§ **Required action**: In the records that follow, find each line with "HttpOnly" and pull it out.

(Available data Opens)

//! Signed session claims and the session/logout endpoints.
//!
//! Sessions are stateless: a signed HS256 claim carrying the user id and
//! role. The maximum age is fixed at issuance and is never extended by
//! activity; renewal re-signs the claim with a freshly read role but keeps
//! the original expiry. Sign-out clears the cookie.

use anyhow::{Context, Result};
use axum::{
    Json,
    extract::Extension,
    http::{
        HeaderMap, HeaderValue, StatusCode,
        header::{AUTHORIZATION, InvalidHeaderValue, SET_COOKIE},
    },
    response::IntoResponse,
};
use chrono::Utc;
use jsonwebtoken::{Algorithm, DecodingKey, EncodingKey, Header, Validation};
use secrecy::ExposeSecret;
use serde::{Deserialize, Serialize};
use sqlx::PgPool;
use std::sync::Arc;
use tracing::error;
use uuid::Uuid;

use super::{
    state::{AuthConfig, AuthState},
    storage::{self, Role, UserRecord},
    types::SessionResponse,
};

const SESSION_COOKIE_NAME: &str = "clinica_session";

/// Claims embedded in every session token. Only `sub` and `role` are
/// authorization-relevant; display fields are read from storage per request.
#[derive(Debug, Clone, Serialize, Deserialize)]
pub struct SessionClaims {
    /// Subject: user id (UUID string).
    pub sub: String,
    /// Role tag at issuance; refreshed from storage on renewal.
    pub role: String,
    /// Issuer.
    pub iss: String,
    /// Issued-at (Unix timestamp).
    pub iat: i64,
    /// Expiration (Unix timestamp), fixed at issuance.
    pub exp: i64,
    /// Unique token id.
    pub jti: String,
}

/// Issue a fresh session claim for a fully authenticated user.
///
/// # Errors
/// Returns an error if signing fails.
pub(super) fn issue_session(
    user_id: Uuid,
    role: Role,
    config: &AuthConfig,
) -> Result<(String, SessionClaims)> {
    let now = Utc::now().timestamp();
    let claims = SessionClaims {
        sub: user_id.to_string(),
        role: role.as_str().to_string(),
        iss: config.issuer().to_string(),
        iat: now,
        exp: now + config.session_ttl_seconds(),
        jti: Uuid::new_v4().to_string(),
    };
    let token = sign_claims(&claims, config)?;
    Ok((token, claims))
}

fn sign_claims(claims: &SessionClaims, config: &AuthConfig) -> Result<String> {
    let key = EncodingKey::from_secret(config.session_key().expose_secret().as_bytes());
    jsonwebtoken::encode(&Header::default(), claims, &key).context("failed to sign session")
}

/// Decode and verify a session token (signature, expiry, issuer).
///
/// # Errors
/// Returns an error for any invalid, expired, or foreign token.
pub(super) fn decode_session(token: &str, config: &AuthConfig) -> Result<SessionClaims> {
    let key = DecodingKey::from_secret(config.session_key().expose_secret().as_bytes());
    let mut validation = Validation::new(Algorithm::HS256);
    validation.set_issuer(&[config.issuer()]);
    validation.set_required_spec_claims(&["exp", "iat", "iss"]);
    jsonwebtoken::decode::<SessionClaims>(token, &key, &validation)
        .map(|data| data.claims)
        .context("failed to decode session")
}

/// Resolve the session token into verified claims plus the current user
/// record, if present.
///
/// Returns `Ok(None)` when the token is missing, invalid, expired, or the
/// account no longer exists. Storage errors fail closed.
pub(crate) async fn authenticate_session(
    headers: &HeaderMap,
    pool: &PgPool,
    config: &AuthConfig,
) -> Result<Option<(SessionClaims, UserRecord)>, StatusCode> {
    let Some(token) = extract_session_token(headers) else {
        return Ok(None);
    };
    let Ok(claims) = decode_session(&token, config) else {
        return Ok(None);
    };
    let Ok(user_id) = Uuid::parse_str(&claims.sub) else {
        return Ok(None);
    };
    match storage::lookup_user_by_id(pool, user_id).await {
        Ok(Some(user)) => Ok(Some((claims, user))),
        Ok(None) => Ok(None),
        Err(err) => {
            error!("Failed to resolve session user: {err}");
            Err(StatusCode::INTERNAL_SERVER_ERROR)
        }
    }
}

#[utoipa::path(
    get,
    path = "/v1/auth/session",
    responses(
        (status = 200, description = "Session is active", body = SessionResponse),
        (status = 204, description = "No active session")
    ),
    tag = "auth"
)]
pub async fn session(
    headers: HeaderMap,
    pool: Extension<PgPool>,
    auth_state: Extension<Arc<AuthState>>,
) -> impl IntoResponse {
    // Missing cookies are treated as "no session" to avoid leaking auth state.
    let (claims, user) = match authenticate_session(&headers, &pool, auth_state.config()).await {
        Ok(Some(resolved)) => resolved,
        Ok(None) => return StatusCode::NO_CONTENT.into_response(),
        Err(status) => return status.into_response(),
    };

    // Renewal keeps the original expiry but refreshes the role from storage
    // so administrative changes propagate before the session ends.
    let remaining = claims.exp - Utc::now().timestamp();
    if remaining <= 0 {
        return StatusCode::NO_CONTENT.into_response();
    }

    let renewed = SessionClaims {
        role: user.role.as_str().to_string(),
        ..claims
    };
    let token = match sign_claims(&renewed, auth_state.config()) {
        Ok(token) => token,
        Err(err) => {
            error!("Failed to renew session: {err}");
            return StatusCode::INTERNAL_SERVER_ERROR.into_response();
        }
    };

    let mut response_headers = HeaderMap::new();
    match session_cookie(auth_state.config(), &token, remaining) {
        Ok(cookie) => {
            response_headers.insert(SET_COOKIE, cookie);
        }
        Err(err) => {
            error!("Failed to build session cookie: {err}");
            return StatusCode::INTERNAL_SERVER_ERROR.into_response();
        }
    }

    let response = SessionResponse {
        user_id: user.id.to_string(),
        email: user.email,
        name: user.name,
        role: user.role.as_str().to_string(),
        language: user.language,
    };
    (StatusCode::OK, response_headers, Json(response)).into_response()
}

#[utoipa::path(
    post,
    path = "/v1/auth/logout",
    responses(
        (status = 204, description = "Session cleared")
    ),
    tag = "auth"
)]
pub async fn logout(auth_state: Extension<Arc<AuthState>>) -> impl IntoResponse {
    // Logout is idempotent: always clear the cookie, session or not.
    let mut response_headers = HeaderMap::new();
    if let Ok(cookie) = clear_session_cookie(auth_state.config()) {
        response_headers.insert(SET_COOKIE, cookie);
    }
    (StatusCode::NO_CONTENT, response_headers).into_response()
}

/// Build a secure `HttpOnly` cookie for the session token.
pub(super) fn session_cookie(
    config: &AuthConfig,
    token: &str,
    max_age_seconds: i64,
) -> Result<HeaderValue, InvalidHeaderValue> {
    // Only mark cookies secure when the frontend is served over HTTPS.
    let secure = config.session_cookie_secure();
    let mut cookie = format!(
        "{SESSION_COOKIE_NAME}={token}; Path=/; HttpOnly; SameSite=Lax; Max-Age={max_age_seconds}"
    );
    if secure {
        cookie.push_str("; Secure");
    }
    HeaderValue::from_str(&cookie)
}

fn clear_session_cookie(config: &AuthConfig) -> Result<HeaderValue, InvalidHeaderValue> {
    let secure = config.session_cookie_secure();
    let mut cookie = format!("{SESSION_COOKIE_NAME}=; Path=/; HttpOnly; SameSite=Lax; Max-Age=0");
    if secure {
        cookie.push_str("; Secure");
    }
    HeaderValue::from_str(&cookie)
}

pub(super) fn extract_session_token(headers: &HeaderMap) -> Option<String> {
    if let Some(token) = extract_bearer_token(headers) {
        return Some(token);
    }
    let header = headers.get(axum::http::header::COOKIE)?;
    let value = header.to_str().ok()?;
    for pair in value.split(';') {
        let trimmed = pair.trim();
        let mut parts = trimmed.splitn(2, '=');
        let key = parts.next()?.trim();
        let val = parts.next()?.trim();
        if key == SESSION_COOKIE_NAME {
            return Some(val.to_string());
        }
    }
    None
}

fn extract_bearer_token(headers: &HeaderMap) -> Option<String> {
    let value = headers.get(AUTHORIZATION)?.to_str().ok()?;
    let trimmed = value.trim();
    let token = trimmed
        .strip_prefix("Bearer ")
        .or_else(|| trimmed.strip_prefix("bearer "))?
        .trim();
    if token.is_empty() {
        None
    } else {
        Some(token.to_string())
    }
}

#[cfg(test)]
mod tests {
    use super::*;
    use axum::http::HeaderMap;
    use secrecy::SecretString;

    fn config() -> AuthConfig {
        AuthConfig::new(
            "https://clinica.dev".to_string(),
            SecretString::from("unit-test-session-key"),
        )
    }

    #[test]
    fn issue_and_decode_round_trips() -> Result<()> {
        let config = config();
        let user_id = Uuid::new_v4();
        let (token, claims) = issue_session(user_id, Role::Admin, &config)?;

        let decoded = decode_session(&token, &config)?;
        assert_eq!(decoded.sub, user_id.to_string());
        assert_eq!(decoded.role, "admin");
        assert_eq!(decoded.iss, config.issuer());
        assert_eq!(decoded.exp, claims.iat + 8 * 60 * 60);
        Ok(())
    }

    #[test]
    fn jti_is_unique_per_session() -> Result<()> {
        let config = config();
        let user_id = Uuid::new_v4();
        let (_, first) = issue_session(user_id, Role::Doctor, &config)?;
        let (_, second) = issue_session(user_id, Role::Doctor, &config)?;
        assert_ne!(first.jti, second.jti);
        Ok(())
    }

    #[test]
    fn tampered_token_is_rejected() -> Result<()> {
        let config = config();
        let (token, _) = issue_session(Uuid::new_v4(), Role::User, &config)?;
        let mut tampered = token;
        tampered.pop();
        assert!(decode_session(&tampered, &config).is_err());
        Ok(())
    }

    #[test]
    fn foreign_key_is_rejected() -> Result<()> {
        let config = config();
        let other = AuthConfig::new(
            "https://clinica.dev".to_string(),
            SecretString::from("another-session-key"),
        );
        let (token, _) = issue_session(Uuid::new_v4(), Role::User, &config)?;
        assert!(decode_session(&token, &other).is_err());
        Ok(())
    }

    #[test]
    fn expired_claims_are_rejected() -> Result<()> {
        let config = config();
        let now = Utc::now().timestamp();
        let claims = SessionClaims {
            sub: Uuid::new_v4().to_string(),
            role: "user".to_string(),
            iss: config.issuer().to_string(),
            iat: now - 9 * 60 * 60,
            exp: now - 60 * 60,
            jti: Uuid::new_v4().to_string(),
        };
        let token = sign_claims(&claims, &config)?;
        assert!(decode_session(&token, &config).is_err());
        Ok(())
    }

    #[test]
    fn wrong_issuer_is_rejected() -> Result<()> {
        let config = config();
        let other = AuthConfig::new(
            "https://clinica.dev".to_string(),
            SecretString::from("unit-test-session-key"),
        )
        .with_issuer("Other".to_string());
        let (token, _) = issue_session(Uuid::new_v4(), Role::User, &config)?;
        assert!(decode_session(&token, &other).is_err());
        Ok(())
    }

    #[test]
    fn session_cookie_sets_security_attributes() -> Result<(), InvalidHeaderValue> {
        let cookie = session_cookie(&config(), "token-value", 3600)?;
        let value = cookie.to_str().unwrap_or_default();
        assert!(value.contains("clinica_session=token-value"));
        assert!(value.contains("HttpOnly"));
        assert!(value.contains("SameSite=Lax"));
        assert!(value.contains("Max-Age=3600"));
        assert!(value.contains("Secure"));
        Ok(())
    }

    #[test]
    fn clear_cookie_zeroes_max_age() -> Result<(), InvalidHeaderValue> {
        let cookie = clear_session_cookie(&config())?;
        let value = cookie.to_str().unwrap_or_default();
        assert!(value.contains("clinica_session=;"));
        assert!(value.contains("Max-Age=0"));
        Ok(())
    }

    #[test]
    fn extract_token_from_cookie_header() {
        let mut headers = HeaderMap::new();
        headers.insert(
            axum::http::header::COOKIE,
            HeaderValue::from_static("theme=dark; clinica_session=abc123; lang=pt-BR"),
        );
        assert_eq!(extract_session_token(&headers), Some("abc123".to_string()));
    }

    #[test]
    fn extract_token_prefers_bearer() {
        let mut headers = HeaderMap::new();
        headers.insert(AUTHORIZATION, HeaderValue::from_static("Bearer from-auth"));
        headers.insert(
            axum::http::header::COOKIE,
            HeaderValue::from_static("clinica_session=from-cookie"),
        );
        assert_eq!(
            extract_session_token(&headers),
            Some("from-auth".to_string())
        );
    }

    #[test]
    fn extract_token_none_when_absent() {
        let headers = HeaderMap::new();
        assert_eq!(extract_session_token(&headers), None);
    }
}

(Available data Closes)

§ **Solution below**:
/// Build a secure `HttpOnly` cookie for the session token.
        "{SESSION_COOKIE_NAME}={token}; Path=/; HttpOnly; SameSite=Lax; Max-Age={max_age_seconds}"
    let mut cookie = format!("{SESSION_COOKIE_NAME}=; Path=/; HttpOnly; SameSite=Lax; Max-Age=0");
        assert!(value.contains("HttpOnly"));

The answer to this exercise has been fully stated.